Solution sought to allow Swaledale barn conversion

The field barn east of Grinton, which it is proposed to convert into a farmworker's home.

Efforts are being made to finally reach an agreement which would allow a farming family to turn a Swaledale barn into a home.

A plan to convert Shoemaker Barn, near Grinton, was initially approved in October 2018, only for it to be rejected two months later as Yorkshire Dales National Park Authority (YDNPA) members were warned by officers that approving the scheme could seriously undermine the authority’s ability to insist developers follow its planning policy.

A revised scheme by the applicants, Chris and Laura Porter, to convert the barn was then approved three months ago, against the advice of the authority’s officers.

It was passed on the condition that the converted barn be tied to the landholdings of the farm business as it had been argued the home was essential to enable the couple to tend to overwinter pedigree rams and lamb ewes in the spring.

The meeting heard the decision was essential to maintaining the community as well as the future of hill farming, which shapes many of the national park’s landscapes.

An agent for the couple told members: “This authority is aware of the fragility of hill farming and is committed to working with stakeholders to safeguard its future. If members support this application today they will do something positive to address this challenge and send a message to other young people that they are valued and do have a place.

“Chris’s family are responsible for the upkeep of 45km of stone wall, 27 field barns, 1,000 acres of heather moorland, 150 acres of hay meadows. These resources are valued by all who are attracted to our national park. Without the retention of people with the skills to safeguard these landscapes, the Dales that we all love and fight to protect cannot be sustained. ”

However, since the plan was granted, the Porter’s agent has said the legal agreement cannot be completed as the land ownership is complex, the farming business does not own any land at all and that they could not compel the various owners to enter into the planning agreement.

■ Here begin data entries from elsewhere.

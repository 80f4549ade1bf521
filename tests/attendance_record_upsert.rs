use serde_json::json;
use std::io::{BufRead, BufReader, Write};
use std::path::PathBuf;
use std::process::{Child, ChildStdin, ChildStdout, Command, Stdio};
use std::time::{SystemTime, UNIX_EPOCH};

fn temp_dir(prefix: &str) -> PathBuf {
    let p = std::env::temp_dir().join(format!(
        "{}-{}",
        prefix,
        SystemTime::now()
            .duration_since(UNIX_EPOCH)
            .expect("clock")
            .as_nanos()
    ));
    std::fs::create_dir_all(&p).expect("create temp dir");
    p
}

fn spawn_sidecar() -> (Child, ChildStdin, BufReader<ChildStdout>) {
    let exe = env!("CARGO_BIN_EXE_campusd");
    let mut child = Command::new(exe)
        .env_remove("CAMPUSD_WORKSPACE")
        .stdin(Stdio::piped())
        .stdout(Stdio::piped())
        .stderr(Stdio::null())
        .spawn()
        .expect("spawn campusd");
    let stdin = child.stdin.take().expect("child stdin");
    let stdout = child.stdout.take().expect("child stdout");
    (child, stdin, BufReader::new(stdout))
}

fn request(
    stdin: &mut ChildStdin,
    reader: &mut BufReader<ChildStdout>,
    id: &str,
    method: &str,
    params: serde_json::Value,
) -> serde_json::Value {
    let payload = json!({
        "id": id,
        "method": method,
        "params": params,
    });
    writeln!(stdin, "{}", payload).expect("write request");
    stdin.flush().expect("flush request");

    let mut line = String::new();
    reader.read_line(&mut line).expect("read response line");
    let value: serde_json::Value = serde_json::from_str(line.trim()).expect("parse response json");
    assert_eq!(value.get("id").and_then(|v| v.as_str()), Some(id));
    value
}

fn request_ok(
    stdin: &mut ChildStdin,
    reader: &mut BufReader<ChildStdout>,
    id: &str,
    method: &str,
    params: serde_json::Value,
) -> serde_json::Value {
    let value = request(stdin, reader, id, method, params);
    assert_eq!(
        value.get("ok").and_then(|v| v.as_bool()),
        Some(true),
        "{} failed: {}",
        method,
        value
    );
    value.get("result").cloned().unwrap_or(json!({}))
}

fn error_code(value: &serde_json::Value) -> &str {
    value
        .get("error")
        .and_then(|e| e.get("code"))
        .and_then(|v| v.as_str())
        .unwrap_or("")
}

struct Sidecar {
    child: Child,
    stdin: ChildStdin,
    reader: BufReader<ChildStdout>,
    workspace: PathBuf,
    seq: u64,
}

impl Sidecar {
    fn start(prefix: &str) -> Self {
        let workspace = temp_dir(prefix);
        let (child, stdin, reader) = spawn_sidecar();
        let mut s = Sidecar {
            child,
            stdin,
            reader,
            workspace,
            seq: 0,
        };
        let path = s.workspace.to_string_lossy().to_string();
        s.ok("workspace.select", json!({ "path": path }));
        s
    }

    fn next_id(&mut self) -> String {
        self.seq += 1;
        self.seq.to_string()
    }

    fn call(&mut self, method: &str, params: serde_json::Value) -> serde_json::Value {
        let id = self.next_id();
        request(&mut self.stdin, &mut self.reader, &id, method, params)
    }

    fn ok(&mut self, method: &str, params: serde_json::Value) -> serde_json::Value {
        let id = self.next_id();
        request_ok(&mut self.stdin, &mut self.reader, &id, method, params)
    }

    fn student_subjects(&mut self, student_id: &str) -> Vec<String> {
        let student = self.ok("students.get", json!({ "studentId": student_id }));
        serde_json::from_value(student["subjects"].clone()).expect("subjects array")
    }

    fn finish(mut self) {
        drop(self.stdin);
        let _ = self.child.wait();
        let _ = std::fs::remove_dir_all(&self.workspace);
    }
}

fn seed(s: &mut Sidecar) {
    s.ok("classes.create", json!({ "id": "c1", "name": "BE-A" }));
    for (id, roll, name) in [("st-a", "01", "Asha"), ("st-b", "02", "Bilal")] {
        s.ok(
            "students.create",
            json!({ "id": id, "classId": "c1", "rollNumber": roll, "name": name }),
        );
    }
    s.ok(
        "subjects.create",
        json!({ "id": "s1", "name": "Networks", "classId": "c1", "subType": "theory" }),
    );
}

#[test]
fn recording_the_same_session_twice_keeps_the_second_roll() {
    let mut s = Sidecar::start("campus-attendance-upsert");
    seed(&mut s);

    let first = s.ok(
        "attendance.record",
        json!({
            "date": "2024-01-10",
            "subjectId": "s1",
            "sessions": ["L1"],
            "records": [
                { "studentId": "st-a", "status": "present" },
                { "studentId": "st-b", "status": "present" }
            ]
        }),
    );
    assert_eq!(first["saved"], 1);
    assert!(first.get("rejected").is_none());
    let session_id = first["attendances"][0]["id"]
        .as_str()
        .expect("session id")
        .to_string();

    let second = s.ok(
        "attendance.record",
        json!({
            "date": "2024-01-10",
            "subject": "s1",
            "sessions": "L1",
            "records": [
                { "student": "st-a", "status": "absent" },
                { "student": "st-b", "status": "present" }
            ]
        }),
    );
    assert_eq!(second["attendances"][0]["id"], session_id.as_str());

    let listed = s.ok("attendance.list", json!({ "subjectId": "s1" }));
    let sessions = listed["attendances"].as_array().expect("attendances");
    assert_eq!(sessions.len(), 1);
    assert_eq!(
        sessions[0]["records"],
        json!([
            { "studentId": "st-a", "status": "absent" },
            { "studentId": "st-b", "status": "present" }
        ])
    );

    s.finish();
}

#[test]
fn each_session_label_is_its_own_lecture() {
    let mut s = Sidecar::start("campus-attendance-labels");
    seed(&mut s);

    let saved = s.ok(
        "attendance.record",
        json!({
            "date": "2024-01-10T09:30:00Z",
            "subjectId": "s1",
            "sessions": ["L1", "L2", "L1"],
            "records": [{ "studentId": "st-a", "status": "present" }]
        }),
    );
    assert_eq!(saved["saved"], 2);
    assert_eq!(saved["attendances"][0]["date"], "2024-01-10");

    let listed = s.ok("attendance.list", json!({ "subjectId": "s1" }));
    let labels: Vec<&str> = listed["attendances"]
        .as_array()
        .expect("attendances")
        .iter()
        .filter_map(|v| v["session"].as_str())
        .collect();
    assert_eq!(labels, vec!["L1", "L2"]);

    s.finish();
}

#[test]
fn missing_status_means_absent() {
    let mut s = Sidecar::start("campus-attendance-status");
    seed(&mut s);

    let saved = s.ok(
        "attendance.record",
        json!({
            "date": "2024-01-10",
            "subjectId": "s1",
            "sessions": ["L1"],
            "records": [
                { "studentId": "st-a" },
                { "studentId": "st-b", "status": null }
            ]
        }),
    );
    assert_eq!(
        saved["attendances"][0]["records"],
        json!([
            { "studentId": "st-a", "status": "absent" },
            { "studentId": "st-b", "status": "absent" }
        ])
    );

    s.finish();
}

#[test]
fn malformed_record_requests_are_rejected() {
    let mut s = Sidecar::start("campus-attendance-invalid");
    seed(&mut s);

    let no_records = s.call(
        "attendance.record",
        json!({ "date": "2024-01-10", "subjectId": "s1", "sessions": ["L1"] }),
    );
    assert_eq!(error_code(&no_records), "bad_params");

    let bad_status = s.call(
        "attendance.record",
        json!({
            "date": "2024-01-10",
            "subjectId": "s1",
            "sessions": ["L1"],
            "records": [{ "studentId": "st-a", "status": "late" }]
        }),
    );
    assert_eq!(error_code(&bad_status), "bad_params");

    let bad_date = s.call(
        "attendance.record",
        json!({
            "date": "10/01/2024",
            "subjectId": "s1",
            "sessions": ["L1"],
            "records": []
        }),
    );
    assert_eq!(error_code(&bad_date), "bad_params");

    let no_sessions = s.call(
        "attendance.record",
        json!({ "date": "2024-01-10", "subjectId": "s1", "sessions": [], "records": [] }),
    );
    assert_eq!(error_code(&no_sessions), "bad_params");

    let numeric_session = s.call(
        "attendance.record",
        json!({ "date": "2024-01-10", "subjectId": "s1", "sessions": [5, "L1"], "records": [] }),
    );
    assert_eq!(error_code(&numeric_session), "bad_params");

    let unknown_subject = s.call(
        "attendance.record",
        json!({
            "date": "2024-01-10",
            "subjectId": "nope",
            "sessions": ["L1"],
            "records": []
        }),
    );
    assert_eq!(error_code(&unknown_subject), "not_found");

    let listed = s.ok("attendance.list", json!({ "subjectId": "s1" }));
    assert_eq!(listed["attendances"], json!([]));

    s.finish();
}

#[test]
fn sessions_can_be_edited_and_removed_by_id() {
    let mut s = Sidecar::start("campus-attendance-edit");
    seed(&mut s);

    let saved = s.ok(
        "attendance.record",
        json!({
            "date": "2024-01-10",
            "subjectId": "s1",
            "sessions": ["L1"],
            "records": [{ "studentId": "st-a", "status": "present" }]
        }),
    );
    let id = saved["attendances"][0]["id"]
        .as_str()
        .expect("session id")
        .to_string();

    let updated = s.ok(
        "attendance.update",
        json!({
            "id": id,
            "date": "2024-01-12",
            "subjectId": "s1",
            "records": [{ "studentId": "st-b", "status": "present" }]
        }),
    );
    assert_eq!(updated["date"], "2024-01-12");
    assert_eq!(updated["session"], "L1");
    assert_eq!(
        updated["records"],
        json!([{ "studentId": "st-b", "status": "present" }])
    );

    let ranged = s.ok(
        "attendance.list",
        json!({ "subjectId": "s1", "startDate": "2024-01-11", "endDate": "2024-01-31" }),
    );
    assert_eq!(ranged["attendances"].as_array().map(|a| a.len()), Some(1));
    let before = s.ok(
        "attendance.list",
        json!({ "subjectId": "s1", "endDate": "2024-01-11" }),
    );
    assert_eq!(before["attendances"], json!([]));

    let deleted = s.ok("attendance.delete", json!({ "id": id }));
    assert_eq!(deleted["attendance"]["id"], id.as_str());
    let again = s.call("attendance.delete", json!({ "id": id }));
    assert_eq!(error_code(&again), "not_found");
    let ghost = s.call(
        "attendance.update",
        json!({ "id": id, "date": "2024-01-12", "subjectId": "s1", "records": [] }),
    );
    assert_eq!(error_code(&ghost), "not_found");

    s.finish();
}

#[test]
fn one_failing_label_keeps_the_rest_of_the_batch() {
    let mut s = Sidecar::start("campus-attendance-partial");
    seed(&mut s);
    {
        let conn = rusqlite::Connection::open(s.workspace.join("campus.sqlite3"))
            .expect("open workspace db");
        conn.execute_batch(
            "CREATE TRIGGER reject_bad_label BEFORE INSERT ON attendance_sessions
             WHEN NEW.session = 'bad'
             BEGIN SELECT RAISE(ABORT, 'label refused'); END;",
        )
        .expect("install trigger");
    }

    let res = s.ok(
        "attendance.record",
        json!({
            "date": "2024-01-10",
            "subjectId": "s1",
            "sessions": ["bad", "L1"],
            "records": [{ "studentId": "st-a", "status": "present" }]
        }),
    );
    assert_eq!(res["saved"], 1);
    assert_eq!(res["rejected"], 1);
    assert_eq!(res["errors"][0]["session"], "bad");
    assert_eq!(res["attendances"][0]["session"], "L1");

    let listed = s.ok("attendance.list", json!({ "subjectId": "s1" }));
    let sessions = listed["attendances"].as_array().expect("attendances");
    assert_eq!(sessions.len(), 1);
    assert_eq!(sessions[0]["session"], "L1");
    assert_eq!(
        sessions[0]["records"],
        json!([{ "studentId": "st-a", "status": "present" }])
    );

    s.finish();
}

The authority’s officers said that despite attempts to ease the restriction, the Porter’s agent had said land ownership issues would prevent them from completing the agreement, and have asked the planning committee to reconsider if the plan should be approved without the building being tied to the farm business.

However, talks have now taken place between planning officers and the applicant and agent to find a solution.

One proposal is to restrict the occupancy of the house to a person who is employed full time in agriculture on the land at Oxnop, Summer Lodge and Crackpot.

YDNPA said in a statement: “In effect this would be a standard agricultural tie but with an additional restriction ensuring that the dwelling is only used for housing agricultural workers working on the particular land holdings used by the partnership which generate a need for the dwelling at Grinton.

“The agreement would be flexibly worded so that the land identified within the agreement as being used by the partnership could be varied subsequently with the agreement of the authority if the land available to the partnership changes in the future.

“The applicant has agreed to a S106 agreement on this basis.”

Park authority members will be asked to consider the application again this week on this basis.